GOAL OF THE EXERCISE: A verbatim reproduction of the lines below, from the line containing "use std::path::Path;" through the line containing "let layout = KeyLayout::harmonium();", both ends included, is the whole required output.

[Saved entries]
[Start of Attachment]

//! Shared CLI helpers used across multiple commands.

use anyhow::Context;
use bellows_config::{InstrumentConfig, NamingMode, ScaleMap, default_config_path};
use bellows_platform::{InputRouter, KeyLayout};
use bellows_synth::{EngineControl, EngineSettings};
use std::path::Path;

/// Load and validate the configuration.
///
/// An explicit path must exist. Without one, the user config file is used
/// when present and built-in defaults otherwise.
pub fn load_config(explicit: Option<&Path>) -> anyhow::Result<InstrumentConfig> {
    let config = match explicit {
        Some(path) => InstrumentConfig::load(path)
            .with_context(|| format!("loading config {}", path.display()))?,
        None => {
            let path = default_config_path();
            if path.exists() {
                tracing::debug!(path = %path.display(), "using user config");
                InstrumentConfig::load(&path)
                    .with_context(|| format!("loading config {}", path.display()))?
            } else {
                InstrumentConfig::default()
            }
        }
    };
    config
        .validate(KeyLayout::harmonium().len())
        .context("invalid configuration")?;
    Ok(config)
}

/// Engine settings for `config` at the stream's actual sample rate.
pub fn engine_settings(config: &InstrumentConfig, sample_rate: u32) -> EngineSettings {
    EngineSettings {
        sample_rate: sample_rate as f32,
        polyphony: config.engine.polyphony,
        fade_time_ms: config.engine.fade_time_ms,
        musette_cents: config.engine.musette_cents,
    }
}

/// Router over the harmonium layout with the configured scale selected.
pub fn build_router<E: EngineControl>(
    config: &InstrumentConfig,
    engine: E,
) -> anyhow::Result<InputRouter<E>> {
    let layout = KeyLayout::harmonium();
    let scales = config.scale_map(layout.len())?;
    Ok(InputRouter::new(layout, scales, engine))
}

/// One-line key legend: `a:C4 s:D4 d:E4 ...`.
pub fn legend_line(scales: &ScaleMap, layout: &KeyLayout, mode: NamingMode) -> String {
    scales
        .legend(mode)
        .iter()
        .filter_map(|entry| {
            let key = layout.key_at(entry.position)?.to_char()?;
            Some(format!("{key}:{}", entry.label))
        })
        .collect::<Vec<_>>()
        .join(" ")
}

[End of Attachment]

ANSWER TO THIS PROBLEM:
use std::path::Path;

/// Load and validate the configuration.
///
/// An explicit path must exist. Without one, the user config file is used
/// when present and built-in defaults otherwise.
pub fn load_config(explicit: Option<&Path>) -> anyhow::Result<InstrumentConfig> {
    let config = match explicit {
        Some(path) => InstrumentConfig::load(path)
            .with_context(|| format!("loading config {}", path.display()))?,
        None => {
            let path = default_config_path();
            if path.exists() {
                tracing::debug!(path = %path.display(), "using user config");
                InstrumentConfig::load(&path)
                    .with_context(|| format!("loading config {}", path.display()))?
            } else {
                InstrumentConfig::default()
            }
        }
    };
    config
        .validate(KeyLayout::harmonium().len())
        .context("invalid configuration")?;
    Ok(config)
}

/// Engine settings for `config` at the stream's actual sample rate.
pub fn engine_settings(config: &InstrumentConfig, sample_rate: u32) -> EngineSettings {
    EngineSettings {
        sample_rate: sample_rate as f32,
        polyphony: config.engine.polyphony,
        fade_time_ms: config.engine.fade_time_ms,
        musette_cents: config.engine.musette_cents,
    }
}

/// Router over the harmonium layout with the configured scale selected.
pub fn build_router<E: EngineControl>(
    config: &InstrumentConfig,
    engine: E,
) -> anyhow::Result<InputRouter<E>> {
    let layout = KeyLayout::harmonium();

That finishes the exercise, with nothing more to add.